*TRY IT:* Would you print every entry exactly as it appears?

*MATERIAL FOR THIS EXERCISE:*
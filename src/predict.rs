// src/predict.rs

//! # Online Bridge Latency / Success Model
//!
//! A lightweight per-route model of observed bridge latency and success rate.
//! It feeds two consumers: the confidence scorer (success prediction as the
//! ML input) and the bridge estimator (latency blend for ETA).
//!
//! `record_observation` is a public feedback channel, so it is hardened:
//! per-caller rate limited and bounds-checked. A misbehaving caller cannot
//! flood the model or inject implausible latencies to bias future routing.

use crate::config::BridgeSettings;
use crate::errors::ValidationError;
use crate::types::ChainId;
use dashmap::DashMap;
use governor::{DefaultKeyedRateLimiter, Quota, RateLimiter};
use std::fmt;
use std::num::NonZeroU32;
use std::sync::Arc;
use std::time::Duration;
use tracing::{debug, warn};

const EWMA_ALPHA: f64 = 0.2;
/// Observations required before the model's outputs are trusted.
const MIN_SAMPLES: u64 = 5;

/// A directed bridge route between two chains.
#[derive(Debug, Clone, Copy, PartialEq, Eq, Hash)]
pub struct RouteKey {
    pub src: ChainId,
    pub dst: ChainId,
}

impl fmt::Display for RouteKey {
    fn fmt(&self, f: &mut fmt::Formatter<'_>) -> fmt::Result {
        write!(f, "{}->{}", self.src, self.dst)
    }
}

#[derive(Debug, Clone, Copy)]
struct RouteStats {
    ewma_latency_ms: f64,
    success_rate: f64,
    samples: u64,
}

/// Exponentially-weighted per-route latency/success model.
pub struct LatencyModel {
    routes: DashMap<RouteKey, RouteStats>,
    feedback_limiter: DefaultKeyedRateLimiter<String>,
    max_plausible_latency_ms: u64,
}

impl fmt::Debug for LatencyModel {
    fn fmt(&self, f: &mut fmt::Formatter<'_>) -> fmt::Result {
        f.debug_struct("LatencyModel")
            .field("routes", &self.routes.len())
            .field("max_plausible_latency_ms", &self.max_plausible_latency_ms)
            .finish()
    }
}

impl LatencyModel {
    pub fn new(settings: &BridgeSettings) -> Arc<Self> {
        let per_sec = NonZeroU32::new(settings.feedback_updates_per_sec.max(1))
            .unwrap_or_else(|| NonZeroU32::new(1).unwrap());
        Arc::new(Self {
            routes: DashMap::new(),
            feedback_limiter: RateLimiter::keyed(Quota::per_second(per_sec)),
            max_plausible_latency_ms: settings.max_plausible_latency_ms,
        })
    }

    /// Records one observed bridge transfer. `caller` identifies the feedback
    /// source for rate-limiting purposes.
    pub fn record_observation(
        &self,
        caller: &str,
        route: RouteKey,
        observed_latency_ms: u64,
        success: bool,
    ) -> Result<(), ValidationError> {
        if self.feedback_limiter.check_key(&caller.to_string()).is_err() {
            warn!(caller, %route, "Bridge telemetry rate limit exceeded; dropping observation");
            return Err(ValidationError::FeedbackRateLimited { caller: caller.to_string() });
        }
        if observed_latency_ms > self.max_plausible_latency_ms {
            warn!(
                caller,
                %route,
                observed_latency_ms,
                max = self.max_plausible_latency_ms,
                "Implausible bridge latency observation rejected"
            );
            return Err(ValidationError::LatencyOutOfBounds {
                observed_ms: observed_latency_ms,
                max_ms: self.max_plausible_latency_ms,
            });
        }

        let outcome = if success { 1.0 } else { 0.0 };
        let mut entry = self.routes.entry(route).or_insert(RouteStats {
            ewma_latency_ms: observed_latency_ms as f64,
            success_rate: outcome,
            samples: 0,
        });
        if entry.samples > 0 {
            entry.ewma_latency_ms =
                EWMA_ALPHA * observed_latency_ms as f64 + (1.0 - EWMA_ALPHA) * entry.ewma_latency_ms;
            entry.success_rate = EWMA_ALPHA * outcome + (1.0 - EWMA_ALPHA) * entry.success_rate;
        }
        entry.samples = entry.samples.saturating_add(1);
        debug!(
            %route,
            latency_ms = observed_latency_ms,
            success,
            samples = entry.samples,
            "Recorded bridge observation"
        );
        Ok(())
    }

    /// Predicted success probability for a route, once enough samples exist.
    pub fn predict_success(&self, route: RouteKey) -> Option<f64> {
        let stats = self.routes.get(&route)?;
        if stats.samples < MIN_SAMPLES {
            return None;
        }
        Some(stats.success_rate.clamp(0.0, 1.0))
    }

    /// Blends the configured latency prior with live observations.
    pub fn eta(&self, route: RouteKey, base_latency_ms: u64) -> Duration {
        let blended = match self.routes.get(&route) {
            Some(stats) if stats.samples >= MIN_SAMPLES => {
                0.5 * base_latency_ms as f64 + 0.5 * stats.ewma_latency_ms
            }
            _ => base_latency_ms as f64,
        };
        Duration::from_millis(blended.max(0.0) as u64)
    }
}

*EXERCISE RESPONSE:*
filename src/predict.rs
// src/predict.rs

//! # Online Bridge Latency / Success Model
//!
//! A lightweight per-route model of observed bridge latency and success rate.
//! It feeds two consumers: the confidence scorer (success prediction as the
//! ML input) and the bridge estimator (latency blend for ETA).
//!
//! `record_observation` is a public feedback channel, so it is hardened:
//! per-caller rate limited and bounds-checked. A misbehaving caller cannot
//! flood the model or inject implausible latencies to bias future routing.

use crate::config::BridgeSettings;
use crate::errors::ValidationError;
use crate::types::ChainId;
use dashmap::DashMap;
use governor::{DefaultKeyedRateLimiter, Quota, RateLimiter};
use std::fmt;
use std::num::NonZeroU32;
use std::sync::Arc;
use std::time::Duration;
use tracing::{debug, warn};

const EWMA_ALPHA: f64 = 0.2;
/// Observations required before the model's outputs are trusted.
const MIN_SAMPLES: u64 = 5;

/// A directed bridge route between two chains.
#[derive(Debug, Clone, Copy, PartialEq, Eq, Hash)]
pub struct RouteKey {
    pub src: ChainId,
    pub dst: ChainId,
}

impl fmt::Display for RouteKey {
    fn fmt(&self, f: &mut fmt::Formatter<'_>) -> fmt::Result {
        write!(f, "{}->{}", self.src, self.dst)
    }
}

#[derive(Debug, Clone, Copy)]
struct RouteStats {
    ewma_latency_ms: f64,
    success_rate: f64,
    samples: u64,
}

/// Exponentially-weighted per-route latency/success model.
pub struct LatencyModel {
    routes: DashMap<RouteKey, RouteStats>,
    feedback_limiter: DefaultKeyedRateLimiter<String>,
    max_plausible_latency_ms: u64,
}

impl fmt::Debug for LatencyModel {
    fn fmt(&self, f: &mut fmt::Formatter<'_>) -> fmt::Result {
        f.debug_struct("LatencyModel")
            .field("routes", &self.routes.len())
            .field("max_plausible_latency_ms", &self.max_plausible_latency_ms)
            .finish()
    }
}

impl LatencyModel {
    pub fn new(settings: &BridgeSettings) -> Arc<Self> {
        let per_sec = NonZeroU32::new(settings.feedback_updates_per_sec.max(1))
            .unwrap_or_else(|| NonZeroU32::new(1).unwrap());
        Arc::new(Self {
            routes: DashMap::new(),
            feedback_limiter: RateLimiter::keyed(Quota::per_second(per_sec)),
            max_plausible_latency_ms: settings.max_plausible_latency_ms,
        })
    }

    /// Records one observed bridge transfer. `caller` identifies the feedback
    /// source for rate-limiting purposes.
    pub fn record_observation(
        &self,
        caller: &str,
        route: RouteKey,
        observed_latency_ms: u64,
        success: bool,
    ) -> Result<(), ValidationError> {
        if self.feedback_limiter.check_key(&caller.to_string()).is_err() {
            warn!(caller, %route, "Bridge telemetry rate limit exceeded; dropping observation");
            return Err(ValidationError::FeedbackRateLimited { caller: caller.to_string() });
        }
        if observed_latency_ms > self.max_plausible_latency_ms {
            warn!(
                caller,
                %route,
                observed_latency_ms,
                max = self.max_plausible_latency_ms,
                "Implausible bridge latency observation rejected"
            );
            return Err(ValidationError::LatencyOutOfBounds {
                observed_ms: observed_latency_ms,
                max_ms: self.max_plausible_latency_ms,
            });
        }

        let outcome = if success { 1.0 } else { 0.0 };
        let mut entry = self.routes.entry(route).or_insert(RouteStats {
            ewma_latency_ms: observed_latency_ms as f64,
            success_rate: outcome,
            samples: 0,
        });
        if entry.samples > 0 {
            entry.ewma_latency_ms =
                EWMA_ALPHA * observed_latency_ms as f64 + (1.0 - EWMA_ALPHA) * entry.ewma_latency_ms;
            entry.success_rate = EWMA_ALPHA * outcome + (1.0 - EWMA_ALPHA) * entry.success_rate;
        }
        entry.samples = entry.samples.saturating_add(1);
        debug!(
            %route,
            latency_ms = observed_latency_ms,
            success,
            samples = entry.samples,
            "Recorded bridge observation"
        );
        Ok(())
    }

    /// Predicted success probability for a route, once enough samples exist.
    pub fn predict_success(&self, route: RouteKey) -> Option<f64> {
        let stats = self.routes.get(&route)?;
        if stats.samples < MIN_SAMPLES {
            return None;
        }
        Some(stats.success_rate.clamp(0.0, 1.0))
    }

    /// Blends the configured latency prior with live observations.
    pub fn eta(&self, route: RouteKey, base_latency_ms: u64) -> Duration {
        let blended = match self.routes.get(&route) {
            Some(stats) if stats.samples >= MIN_SAMPLES => {
                0.5 * base_latency_ms as f64 + 0.5 * stats.ewma_latency_ms
            }
            _ => base_latency_ms as f64,
        };
        Duration::from_millis(blended.max(0.0) as u64)
    }
}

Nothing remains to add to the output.